Efesios 6:21-24 NTV
“Para tenerlos al tanto, Tíquico les dará un informe completo de lo que estoy haciendo y de cómo me va. Él es un amado hermano y un fiel colaborador en la obra del Señor. Lo envié a ustedes con un propósito específico: que sepan cómo estamos y reciban ánimo. La paz sea con ustedes, queridos hermanos, y que Dios el Padre y el Señor Jesucristo les den amor junto con fidelidad.
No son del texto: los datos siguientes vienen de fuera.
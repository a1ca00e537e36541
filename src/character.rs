// Import necessary modules from external crates.
use indexmap::IndexMap;
use serde::{Deserialize, Serialize};
use strum_macros::{Display, EnumIter};

// Score used for a personality axis the mystery data leaves out.
pub const NEUTRAL_SCORE: f32 = 0.5;

fn neutral_score() -> f32 {
    NEUTRAL_SCORE
}

// The five OCEAN axes, in the order prompts list them.
#[derive(Debug, Clone, Copy, PartialEq, Eq, Hash, Display, EnumIter)]
pub enum OceanTrait {
    Openness,
    Conscientiousness,
    Extraversion,
    Agreeableness,
    Neuroticism,
}

// A character as described by the mystery data. Read-only once loaded.
#[derive(Debug, Clone, Default, PartialEq, Serialize, Deserialize)]
pub struct CharacterProfile {
    #[serde(default)]
    pub core: Option<CharacterCore>,
    #[serde(default)]
    pub mind_engine: Option<MindEngine>,
    #[serde(default)]
    pub initial_location: Option<String>,
    #[serde(default)]
    pub key_testimonies: IndexMap<String, Testimony>,
}

#[derive(Debug, Clone, Default, PartialEq, Serialize, Deserialize)]
pub struct CharacterCore {
    #[serde(default)]
    pub involvement: Option<Involvement>,
    #[serde(default)]
    pub whereabouts: Vec<Keyed<Whereabouts>>,
    #[serde(default)]
    pub relationships: Vec<Keyed<Relationship>>,
    #[serde(default)]
    pub agenda: Option<Agenda>,
}

// Mystery files wrap ordered entries as {"key": ..., "value": ...}.
#[derive(Debug, Clone, PartialEq, Serialize, Deserialize)]
pub struct Keyed<T> {
    pub key: String,
    pub value: T,
}

impl<T> Keyed<T> {
    pub fn new(key: impl Into<String>, value: T) -> Self {
        Self {
            key: key.into(),
            value,
        }
    }
}

#[derive(Debug, Clone, Default, PartialEq, Serialize, Deserialize)]
pub struct Involvement {
    #[serde(default)]
    pub role: Option<String>,
    #[serde(default, rename = "type")]
    pub kind: Option<String>,
    #[serde(default)]
    pub mystery_attributes: Vec<String>,
}

// One remembered time block. `circumstance` stands in when no location is known.
#[derive(Debug, Clone, Default, PartialEq, Serialize, Deserialize)]
pub struct Whereabouts {
    #[serde(default)]
    pub location: Option<String>,
    #[serde(default)]
    pub circumstance: Option<String>,
    #[serde(default)]
    pub action: Option<String>,
    #[serde(default)]
    pub events: Vec<String>,
}

#[derive(Debug, Clone, Default, PartialEq, Serialize, Deserialize)]
pub struct Relationship {
    #[serde(default)]
    pub attitude: Option<String>,
    #[serde(default)]
    pub history: Vec<String>,
    #[serde(default)]
    pub known_secrets: Vec<String>,
}

#[derive(Debug, Clone, Default, PartialEq, Serialize, Deserialize)]
pub struct Agenda {
    #[serde(default)]
    pub primary_goal: Option<String>,
}

#[derive(Debug, Clone, Default, PartialEq, Serialize, Deserialize)]
pub struct MindEngine {
    #[serde(default)]
    pub identity: Option<Identity>,
    #[serde(default)]
    pub state_of_mind: Option<StateOfMind>,
    #[serde(default)]
    pub speech_patterns: Option<SpeechPatterns>,
}

#[derive(Debug, Clone, Default, PartialEq, Serialize, Deserialize)]
pub struct Identity {
    #[serde(default)]
    pub name: Option<String>,
    #[serde(default)]
    pub occupation: Option<String>,
    #[serde(default)]
    pub personality: Option<Personality>,
}

// OCEAN scores, each normalized to [0, 1].
#[derive(Debug, Clone, Copy, PartialEq, Serialize, Deserialize)]
pub struct Personality {
    #[serde(rename = "O", default = "neutral_score")]
    pub openness: f32,
    #[serde(rename = "C", default = "neutral_score")]
    pub conscientiousness: f32,
    #[serde(rename = "E", default = "neutral_score")]
    pub extraversion: f32,
    #[serde(rename = "A", default = "neutral_score")]
    pub agreeableness: f32,
    #[serde(rename = "N", default = "neutral_score")]
    pub neuroticism: f32,
}

impl Default for Personality {
    fn default() -> Self {
        Self {
            openness: NEUTRAL_SCORE,
            conscientiousness: NEUTRAL_SCORE,
            extraversion: NEUTRAL_SCORE,
            agreeableness: NEUTRAL_SCORE,
            neuroticism: NEUTRAL_SCORE,
        }
    }
}

impl Personality {
    pub fn score(&self, axis: OceanTrait) -> f32 {
        match axis {
            OceanTrait::Openness => self.openness,
            OceanTrait::Conscientiousness => self.conscientiousness,
            OceanTrait::Extraversion => self.extraversion,
            OceanTrait::Agreeableness => self.agreeableness,
            OceanTrait::Neuroticism => self.neuroticism,
        }
    }

    pub fn with_score(mut self, axis: OceanTrait, score: f32) -> Self {
        match axis {
            OceanTrait::Openness => self.openness = score,
            OceanTrait::Conscientiousness => self.conscientiousness = score,
            OceanTrait::Extraversion => self.extraversion = score,
            OceanTrait::Agreeableness => self.agreeableness = score,
            OceanTrait::Neuroticism => self.neuroticism = score,
        }
        self
    }
}

#[derive(Debug, Clone, Default, PartialEq, Serialize, Deserialize)]
pub struct StateOfMind {
    #[serde(default)]
    pub worries: Option<String>,
    #[serde(default)]
    pub feelings: Option<String>,
    #[serde(default)]
    pub reasoning_style: Option<String>,
}

#[derive(Debug, Clone, Default, PartialEq, Serialize, Deserialize)]
pub struct SpeechPatterns {
    #[serde(default)]
    pub vocabulary_level: Option<String>,
    #[serde(default)]
    pub sentence_style: Vec<String>,
    #[serde(default)]
    pub speech_quirks: Vec<String>,
    #[serde(default)]
    pub common_phrases: Vec<String>,
}

// What a character says once questioned about a topic.
#[derive(Debug, Clone, Default, PartialEq, Serialize, Deserialize)]
pub struct Testimony {
    #[serde(default)]
    pub content: Option<String>,
    #[serde(default)]
    pub reveals: Option<String>,
    #[serde(default)]
    pub requires: Vec<String>,
    #[serde(default)]
    pub state: Option<String>,
    #[serde(default)]
    pub methods: Vec<String>,
}

impl CharacterProfile {
    pub fn identity(&self) -> Option<&Identity> {
        self.mind_engine.as_ref()?.identity.as_ref()
    }

    pub fn involvement(&self) -> Option<&Involvement> {
        self.core.as_ref()?.involvement.as_ref()
    }

    pub fn name(&self) -> Option<&str> {
        self.identity()?.name.as_deref()
    }

    pub fn role(&self) -> Option<&str> {
        self.involvement()?.role.as_deref()
    }

    // True when the character's involvement role matches `role`, ignoring case.
    pub fn has_role(&self, role: &str) -> bool {
        self.role()
            .is_some_and(|own| own.eq_ignore_ascii_case(role))
    }
}

// Builder used by loaders and tests to assemble a profile piece by piece.
#[derive(Debug, Clone, Default)]
pub struct CharacterProfileBuilder {
    profile: CharacterProfile,
}

impl CharacterProfileBuilder {
    pub fn new(name: impl Into<String>) -> Self {
        let mut builder = Self::default();
        builder.identity_mut().name = Some(name.into());
        builder
    }

    // Starts from an empty profile, for records that are meant to be incomplete.
    pub fn anonymous() -> Self {
        Self::default()
    }

    fn core_mut(&mut self) -> &mut CharacterCore {
        self.profile.core.get_or_insert_with(CharacterCore::default)
    }

    fn mind_mut(&mut self) -> &mut MindEngine {
        self.profile.mind_engine.get_or_insert_with(MindEngine::default)
    }

    fn identity_mut(&mut self) -> &mut Identity {
        self.mind_mut().identity.get_or_insert_with(Identity::default)
    }

    fn involvement_mut(&mut self) -> &mut Involvement {
        self.core_mut()
            .involvement
            .get_or_insert_with(Involvement::default)
    }

    pub fn occupation(mut self, occupation: impl Into<String>) -> Self {
        self.identity_mut().occupation = Some(occupation.into());
        self
    }

    pub fn personality(mut self, personality: Personality) -> Self {
        self.identity_mut().personality = Some(personality);
        self
    }

    pub fn trait_score(mut self, axis: OceanTrait, score: f32) -> Self {
        let identity = self.identity_mut();
        let personality = identity.personality.unwrap_or_default();
        identity.personality = Some(personality.with_score(axis, score));
        self
    }

    pub fn role(mut self, role: impl Into<String>) -> Self {
        self.involvement_mut().role = Some(role.into());
        self
    }

    pub fn kind(mut self, kind: impl Into<String>) -> Self {
        self.involvement_mut().kind = Some(kind.into());
        self
    }

    pub fn mystery_attribute(mut self, attribute: impl Into<String>) -> Self {
        self.involvement_mut()
            .mystery_attributes
            .push(attribute.into());
        self
    }

    pub fn state_of_mind(mut self, state_of_mind: StateOfMind) -> Self {
        self.mind_mut().state_of_mind = Some(state_of_mind);
        self
    }

    pub fn speech_patterns(mut self, speech_patterns: SpeechPatterns) -> Self {
        self.mind_mut().speech_patterns = Some(speech_patterns);
        self
    }

    pub fn primary_goal(mut self, goal: impl Into<String>) -> Self {
        self.core_mut().agenda = Some(Agenda {
            primary_goal: Some(goal.into()),
        });
        self
    }

    pub fn memory(mut self, key: impl Into<String>, whereabouts: Whereabouts) -> Self {
        self.core_mut().whereabouts.push(Keyed::new(key, whereabouts));
        self
    }

    pub fn relationship(mut self, person: impl Into<String>, relationship: Relationship) -> Self {
        self.core_mut()
            .relationships
            .push(Keyed::new(person, relationship));
        self
    }

    pub fn testimony(mut self, topic: impl Into<String>, testimony: Testimony) -> Self {
        self.profile.key_testimonies.insert(topic.into(), testimony);
        self
    }

    pub fn initial_location(mut self, location: impl Into<String>) -> Self {
        self.profile.initial_location = Some(location.into());
        self
    }

    pub fn build(self) -> CharacterProfile {
        self.profile
    }
}

#[cfg(test)]
mod tests {
    use super::*;

    #[test]
    fn missing_personality_axes_default_to_neutral() {
        let personality: Personality = serde_json::from_str(r#"{"O": 0.9}"#).unwrap();
        assert_eq!(personality.openness, 0.9);
        assert_eq!(personality.neuroticism, NEUTRAL_SCORE);
        assert_eq!(personality.score(OceanTrait::Agreeableness), NEUTRAL_SCORE);
    }

    #[test]
    fn role_check_ignores_case() {
        let profile = CharacterProfileBuilder::new("Gregory Crowe")
            .role("Victim")
            .build();
        assert!(profile.has_role("victim"));
        assert!(!CharacterProfileBuilder::new("Nobody").build().has_role("victim"));
    }

    #[test]
    fn builder_keeps_memory_order() {
        let profile = CharacterProfileBuilder::new("Penelope Valor")
            .memory("2", Whereabouts::default())
            .memory("1", Whereabouts::default())
            .build();
        let keys: Vec<_> = profile
            .core
            .unwrap()
            .whereabouts
            .into_iter()
            .map(|entry| entry.key)
            .collect();
        assert_eq!(keys, ["2", "1"]);
    }
}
Que la gracia de Dios sea eternamente con todos los que aman a nuestro Señor Jesucristo.”
Estimado lector
Este pasaje muestra cómo el amor por Cristo une de manera íntima a los creyentes, convirtiendo la prueba en una oportunidad para cuidarse unos a otros.
La fe no se camina en soledad: compartir los procesos personales, las cargas y las victorias es vital para consolar e inspirar a la comunidad.
La carta concluye derramando una bendición viva de paz, amor con fe y gracia sobre todos los que aman al Señor Jesucristo con un afecto sincero e inalterable. Es un recordatorio conmovedor de que, en medio de cualquier circunstancia, la gracia de Dios sigue siendo la fuerza que sostiene la vida, y el amor mutuo entre los hermanos es el refugio donde el Evangelio cobra un rostro palpable.
Cómo se nota en tu día a día ese amor sincero e inalterable por Jesús, especialmente cuando las circunstancias se vuelven difíciles o inciertas?
Lleva la Palabra a tu día
Pregúntale al Señor cómo puedes vivir esto hoy: en tu trabajo, en tu familia, en tu forma de servir y amar.